Professor Brian Lozenski

Worldmaking: Thought, Place, and Action in Education

Where does education exist? Is school the primary place where we learn about the world? These questions anchor the first-year course, “Worldmaking: Thought, Place, and Action in Education.” We caught up with Dr. Cait Bergeon, co-teaching with associate professor and chair of Educational Studies, Dr. Brian Lozenski, to learn more.

Students in the first year course Worldmaking, creating their own poems.

What’s the main goal of this course?

Professor Lozenski and I were intentional to build arteries into the Twin Cities in a myriad of ways. Education can be found on picket lines, in our family’s kitchen, in hair salons, on public transportation, and in the woods. 

Our class engages in a holistic exploration of land-based education, activist and labor organizing, and the arts in communities who center the cultural contexts of education. We focus on the voices and histories of marginalized communities, including Indigenous communities, communities of color, queer, and activist spaces. The goal is to expand students’ conceptions and borders of education beyond the formal classroom, and to grapple with the symbiotic relationship between education and worldmaking.

Field trips

We took an East Side Walking Tour of St. Paul with Emeritus Professor Peter Rachleff, who shared about the area’s labor history and introduced students to the mission, values, and programming of the East Side Freedom Library. We visited the Black Youth Healing Arts Center to learn about their community engagement work.

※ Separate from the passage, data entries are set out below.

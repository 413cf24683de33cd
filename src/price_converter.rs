multiversx_sc::imports!();

use crate::{errors::ERR_ORACLE_UNAVAILABLE, price_feed_proxy};

/// Fractional digits of every USD value the fund compares (wad precision).
pub const PRICE_PRECISION_DECIMALS: u32 = 18;

/// EGLD is denominated in 10^-18 units.
pub const EGLD_DECIMALS: u32 = 18;

#[multiversx_sc::module]
pub trait PriceConverterModule {
    /// USD price of one EGLD, scaled to 18 fractional digits.
    ///
    /// The feed's `latestRate` is a view; the call never writes feed storage.
    #[view(getPrice)]
    fn get_price(&self) -> BigUint {
        let price_feed_address = self.price_feed_address().get();
        let latest_rate: MultiValue2<BigUint, u8> = self
            .tx()
            .to(&price_feed_address)
            .typed(price_feed_proxy::PriceFeedProxy)
            .latest_rate()
            .returns(ReturnsResult)
            .sync_call();
        let (rate, decimals) = latest_rate.into_tuple();
        require!(rate > 0u64, ERR_ORACLE_UNAVAILABLE);

        let price = self.rescale(rate, decimals as u32, PRICE_PRECISION_DECIMALS);
        require!(price > 0u64, ERR_ORACLE_UNAVAILABLE);
        price
    }

    /// USD value (18 fractional digits) of `egld_amount`.
    #[view(getConversionRate)]
    fn get_conversion_rate(&self, egld_amount: &BigUint) -> BigUint {
        let price = self.get_price();
        (price * egld_amount) / self.ten_pow(EGLD_DECIMALS)
    }

    fn rescale(&self, value: BigUint, from_decimals: u32, to_decimals: u32) -> BigUint {
        if from_decimals <= to_decimals {
            value * self.ten_pow(to_decimals - from_decimals)
        } else {
            value / self.ten_pow(from_decimals - to_decimals)
        }
    }

    fn ten_pow(&self, exponent: u32) -> BigUint {
        BigUint::from(10u64).pow(exponent)
    }

    #[view(getPriceFeed)]
    #[storage_mapper("priceFeedAddress")]
    fn price_feed_address(&self) -> SingleValueMapper<ManagedAddress>;
}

Students learned more about Traditional Ecological Knowledge while visiting Philadelphia Community Farm, an intergenerational, multi-abled, BIPOC and LGBTQ-led and centered farm community and nonprofit in western Wisconsin. We visited the Indigenous Food Lab in Minneapolis to learn about food sovereignty and Indigenous food systems.

What do you hope students learn?

In their first year at Macalester, I hope students begin uncovering place-based stories and histories—questioning whose voices are we hearing and whose voices are we not. This course invites them to connect with the Twin Cities and examine how education can be boundless and flexible. I hope students leave with more questions than answers and find themselves reimagining what their future studies can look, sound, and feel like.

Memorable moments

I love exploring found poetry with students for its flexibility, creativity, and depth. In one class, I refashioned lines from our assigned readings into strips of paper for students to create their own poems. Some drew pictures around the poetic lines and others cut up words to form new sentences. That’s my favorite part of teaching: watching students illustrate their ideas in the ways most authentic to them.